(Stored data)

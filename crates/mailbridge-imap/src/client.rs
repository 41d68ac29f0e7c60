//! Type-state IMAP client.
//!
//! State transitions mirror the protocol: `NotAuthenticated` → `login()` →
//! `Authenticated` → `select()` → `Selected`. Each state only exposes the
//! commands valid in it, so misuse does not compile.

use std::marker::PhantomData;
use std::time::Duration;

use tokio::io::{AsyncRead, AsyncWrite};
use tokio::time::timeout;

use crate::command::{Command, SearchCriteria, TagGenerator};
use crate::error::{Error, Result};
use crate::framed::FramedStream;
use crate::response::{Response, Status, Untagged, parse_response};

/// Marker type for the not-authenticated state.
#[derive(Debug, Clone, Copy)]
pub struct NotAuthenticated;

/// Marker type for the authenticated state.
#[derive(Debug, Clone, Copy)]
pub struct Authenticated;

/// Marker type for the selected state.
#[derive(Debug, Clone, Copy)]
pub struct Selected;

/// Counts reported by SELECT.
#[derive(Debug, Clone, Copy, Default, PartialEq, Eq)]
pub struct MailboxStatus {
    /// Number of messages in the mailbox.
    pub exists: u32,
    /// Number of recent messages.
    pub recent: u32,
}

/// One message returned by a full-body UID FETCH.
#[derive(Debug, Clone)]
pub struct FetchedMessage {
    /// The message UID.
    pub uid: u32,
    /// Raw RFC 5322 bytes.
    pub body: Vec<u8>,
}

const DEFAULT_COMMAND_TIMEOUT: Duration = Duration::from_secs(20);

/// IMAP client; the `State` parameter tracks the protocol state.
pub struct Client<S, State> {
    pub(crate) stream: FramedStream<S>,
    pub(crate) tags: TagGenerator,
    command_timeout: Duration,
    _state: PhantomData<State>,
}

impl<S, State> std::fmt::Debug for Client<S, State> {
    fn fmt(&self, f: &mut std::fmt::Formatter<'_>) -> std::fmt::Result {
        f.debug_struct("Client")
            .field("command_timeout", &self.command_timeout)
            .finish_non_exhaustive()
    }
}

impl<S, State> Client<S, State>
where
    S: AsyncRead + AsyncWrite + Unpin,
{
    /// Sets the per-command deadline.
    pub const fn set_command_timeout(&mut self, deadline: Duration) {
        self.command_timeout = deadline;
    }

    fn transition<Next>(self) -> Client<S, Next> {
        Client {
            stream: self.stream,
            tags: self.tags,
            command_timeout: self.command_timeout,
            _state: PhantomData,
        }
    }

    /// Sends a command and returns every response up to the tagged one,
    /// after verifying the tagged status is OK.
    pub(crate) async fn run(&mut self, command: &Command) -> Result<Vec<Vec<u8>>> {
        let tag = self.tags.next();
        let serialized = command.serialize(&tag);

        let deadline = self.command_timeout;
        timeout(deadline, async {
            self.stream.write_command(&serialized).await?;
            let responses = self.stream.read_until_tagged(&tag).await?;
            check_tagged_ok(&responses, &tag)?;
            Ok(responses)
        })
        .await
        .map_err(|_| Error::Timeout(deadline))?
    }
}

/// Finds our tagged response and maps its status; surfaces untagged BYE.
pub(crate) fn check_tagged_ok(responses: &[Vec<u8>], tag: &str) -> Result<()> {
    for raw in responses.iter().rev() {
        match parse_response(raw) {
            Ok(Response::Tagged {
                tag: response_tag,
                status,
                text,
            }) if response_tag == tag => {
                return match status {
                    Status::Ok => Ok(()),
                    Status::No => Err(Error::No(text)),
                    Status::Bad => Err(Error::Bad(text)),
                };
            }
            Ok(Response::Untagged(Untagged::Bye(text))) => {
                return Err(Error::Bye(text));
            }
            _ => {}
        }
    }

    Err(Error::Protocol("missing tagged response".to_string()))
}

impl<S> Client<S, NotAuthenticated>
where
    S: AsyncRead + AsyncWrite + Unpin,
{
    /// Wraps a connected stream and consumes the server greeting.
    ///
    /// # Errors
    ///
    /// Returns an error on I/O failure or a BYE greeting.
    pub async fn from_stream(stream: S) -> Result<Self> {
        let mut framed = FramedStream::new(stream);

        let greeting = framed.read_response().await?;
        if let Ok(Response::Untagged(Untagged::Bye(text))) = parse_response(&greeting) {
            return Err(Error::Bye(text));
        }

        Ok(Self {
            stream: framed,
            tags: TagGenerator::default(),
            command_timeout: DEFAULT_COMMAND_TIMEOUT,
            _state: PhantomData,
        })
    }

    /// Authenticates with LOGIN, consuming self.
    ///
    /// # Errors
    ///
    /// Returns [`Error::Auth`] when the server rejects the credentials,
    /// or the underlying transport error.
    pub async fn login(
        mut self,
        username: &str,
        password: &str,
    ) -> Result<Client<S, Authenticated>> {
        let command = Command::Login {
            username: username.to_string(),
            password: password.to_string(),
        };

        match self.run(&command).await {
            Ok(_) => Ok(self.transition()),
            Err(Error::No(text)) => Err(Error::Auth(text)),
            Err(e) => Err(e),
        }
    }
}

impl<S> Client<S, Authenticated>
where
    S: AsyncRead + AsyncWrite + Unpin,
{
    /// Selects a mailbox read-write, consuming self.
    ///
    /// # Errors
    ///
    /// Returns an error when the mailbox cannot be selected.
    pub async fn select(mut self, mailbox: &str) -> Result<(Client<S, Selected>, MailboxStatus)> {
        let responses = self
            .run(&Command::Select {
                mailbox: mailbox.to_string(),
            })
            .await?;

        Ok((self.transition(), extract_status(&responses)))
    }

    /// Gracefully disconnects.
    pub async fn logout(mut self) -> Result<()> {
        let _ = self.run(&Command::Logout).await;
        Ok(())
    }
}

impl<S> Client<S, Selected>
where
    S: AsyncRead + AsyncWrite + Unpin,
{
    /// Re-issues SELECT on a mailbox to refresh the message counts.
    ///
    /// # Errors
    ///
    /// Returns an error when the command fails.
    pub async fn reselect(&mut self, mailbox: &str) -> Result<MailboxStatus> {
        let responses = self
            .run(&Command::Select {
                mailbox: mailbox.to_string(),
            })
            .await?;
        Ok(extract_status(&responses))
    }

    /// UID SEARCH; returns matching UIDs in mailbox order.
    ///
    /// # Errors
    ///
    /// Returns an error when the command fails.
    pub async fn uid_search(&mut self, criteria: SearchCriteria) -> Result<Vec<u32>> {
        let responses = self.run(&Command::UidSearch(criteria)).await?;

        let mut uids = Vec::new();
        for raw in &responses {
            if let Ok(Response::Untagged(Untagged::Search(found))) = parse_response(raw) {
                uids.extend(found);
            }
        }
        Ok(uids)
    }

    /// UID FETCH of full bodies for a UID set.
    ///
    /// Messages the server answers without a UID or body are skipped.
    ///
    /// # Errors
    ///
    /// Returns an error when the command fails.
    pub async fn uid_fetch_full(&mut self, uid_set: &str) -> Result<Vec<FetchedMessage>> {
        let responses = self
            .run(&Command::UidFetchFull {
                uid_set: uid_set.to_string(),
            })
            .await?;

        let mut messages = Vec::new();
        for raw in &responses {
            if let Ok(Response::Untagged(Untagged::Fetch { seq, uid, body })) = parse_response(raw)
            {
                match (uid, body) {
                    (Some(uid), Some(body)) => messages.push(FetchedMessage { uid, body }),
                    _ => tracing::debug!(seq, "skipping incomplete FETCH response"),
                }
            }
        }
        Ok(messages)
    }

    /// Marks the UID set `\Deleted`.
    ///
    /// # Errors
    ///
    /// Returns an error when the command fails.
    pub async fn uid_store_deleted(&mut self, uid_set: &str) -> Result<()> {
        self.run(&Command::UidStoreDeleted {
            uid_set: uid_set.to_string(),
        })
        .await?;
        Ok(())
    }

    /// Expunges `\Deleted` messages; returns expunged sequence numbers.
    ///
    /// # Errors
    ///
    /// Returns an error when the command fails.
    pub async fn expunge(&mut self) -> Result<Vec<u32>> {
        let responses = self.run(&Command::Expunge).await?;

        let mut expunged = Vec::new();
        for raw in &responses {
            if let Ok(Response::Untagged(Untagged::Expunge(seq))) = parse_response(raw) {
                expunged.push(seq);
            }
        }
        Ok(expunged)
    }

    /// NOOP keepalive.
    ///
    /// # Errors
    ///
    /// Returns an error when the command fails.
    pub async fn noop(&mut self) -> Result<()> {
        self.run(&Command::Noop).await?;
        Ok(())
    }

    /// Gracefully disconnects.
    pub async fn logout(mut self) -> Result<()> {
        let _ = self.run(&Command::Logout).await;
        Ok(())
    }
}

fn extract_status(responses: &[Vec<u8>]) -> MailboxStatus {
    let mut status = MailboxStatus::default();
    for raw in responses {
        match parse_response(raw) {
            Ok(Response::Untagged(Untagged::Exists(n))) => status.exists = n,
            Ok(Response::Untagged(Untagged::Recent(n))) => status.recent = n,
            _ => {}
        }
    }
    status
}

#[cfg(test)]
#[allow(clippy::unwrap_used)]
mod tests {
    use super::*;
    use tokio_test::io::Builder;

    const GREETING: &[u8] = b"* OK Gimap ready\r\n";

    #[tokio::test]
    async fn login_happy_path() {
        let mock = Builder::new()
            .read(GREETING)
            .write(b"A0000 LOGIN user@example.com secret\r\n")
            .read(b"A0000 OK user authenticated\r\n")
            .build();

        let client = Client::from_stream(mock).await.unwrap();
        let _authenticated = client.login("user@example.com", "secret").await.unwrap();
    }

    #[tokio::test]
    async fn login_rejection_is_auth_error() {
        let mock = Builder::new()
            .read(GREETING)
            .write(b"A0000 LOGIN user@example.com bad\r\n")
            .read(b"A0000 NO [AUTHENTICATIONFAILED] Invalid credentials\r\n")
            .build();

        let client = Client::from_stream(mock).await.unwrap();
        let err = client.login("user@example.com", "bad").await.unwrap_err();
        assert!(matches!(err, Error::Auth(_)));
    }

    #[tokio::test]
    async fn bye_greeting_is_an_error() {
        let mock = Builder::new().read(b"* BYE overloaded\r\n").build();
        assert!(matches!(
            Client::from_stream(mock).await,
            Err(Error::Bye(_))
        ));
    }

    #[tokio::test]
    async fn select_reports_counts() {
        let mock = Builder::new()
            .read(GREETING)
            .write(b"A0000 LOGIN u p\r\n")
            .read(b"A0000 OK done\r\n")
            .write(b"A0001 SELECT INBOX\r\n")
            .read(b"* 17 EXISTS\r\n")
            .read(b"* 2 RECENT\r\n")
            .read(b"A0001 OK [READ-WRITE] SELECT done\r\n")
            .build();

        let client = Client::from_stream(mock).await.unwrap();
        let authenticated = client.login("u", "p").await.unwrap();
        let (_selected, status) = authenticated.select("INBOX").await.unwrap();
        assert_eq!(status.exists, 17);
        assert_eq!(status.recent, 2);
    }

    #[tokio::test]
    async fn search_and_fetch_flow() {
        let mock = Builder::new()
            .read(GREETING)
            .write(b"A0000 LOGIN u p\r\n")
            .read(b"A0000 OK done\r\n")
            .write(b"A0001 SELECT INBOX\r\n")
            .read(b"* 2 EXISTS\r\n")
            .read(b"A0001 OK done\r\n")
            .write(b"A0002 UID SEARCH ALL\r\n")
            .read(b"* SEARCH 101 102\r\n")
            .read(b"A0002 OK done\r\n")
            .write(b"A0003 UID FETCH 101:102 (UID BODY.PEEK[])\r\n")
            .read(b"* 1 FETCH (UID 101 BODY[] {13}\r\nSubject: one\n)\r\n")
            .read(b"* 2 FETCH (UID 102 BODY[] {13}\r\nSubject: two\n)\r\n")
            .read(b"A0003 OK done\r\n")
            .build();

        let client = Client::from_stream(mock).await.unwrap();
        let authenticated = client.login("u", "p").await.unwrap();
        let (mut selected, _) = authenticated.select("INBOX").await.unwrap();

        let uids = selected.uid_search(SearchCriteria::All).await.unwrap();
        assert_eq!(uids, vec![101, 102]);

        let messages = selected.uid_fetch_full("101:102").await.unwrap();
        assert_eq!(messages.len(), 2);
        assert_eq!(messages[0].uid, 101);
        assert_eq!(messages[0].body, b"Subject: one\n");
    }

    #[tokio::test]
    async fn delete_flow() {
        let mock = Builder::new()
            .read(GREETING)
            .write(b"A0000 LOGIN u p\r\n")
            .read(b"A0000 OK done\r\n")
            .write(b"A0001 SELECT INBOX\r\n")
            .read(b"A0001 OK done\r\n")
            .write(b"A0002 UID STORE 42 +FLAGS.SILENT (\\Deleted)\r\n")
            .read(b"A0002 OK done\r\n")
            .write(b"A0003 EXPUNGE\r\n")
            .read(b"* 7 EXPUNGE\r\n")
            .read(b"A0003 OK done\r\n")
            .build();

        let client = Client::from_stream(mock).await.unwrap();
        let authenticated = client.login("u", "p").await.unwrap();
        let (mut selected, _) = authenticated.select("INBOX").await.unwrap();

        selected.uid_store_deleted("42").await.unwrap();
        assert_eq!(selected.expunge().await.unwrap(), vec![7]);
    }
}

• _What is required_: Read the entries and select each line where the word "secret" is found.

• _Exercise result_:
            .write(b"A0000 LOGIN user@example.com secret\r\n")
        let _authenticated = client.login("user@example.com", "secret").await.unwrap();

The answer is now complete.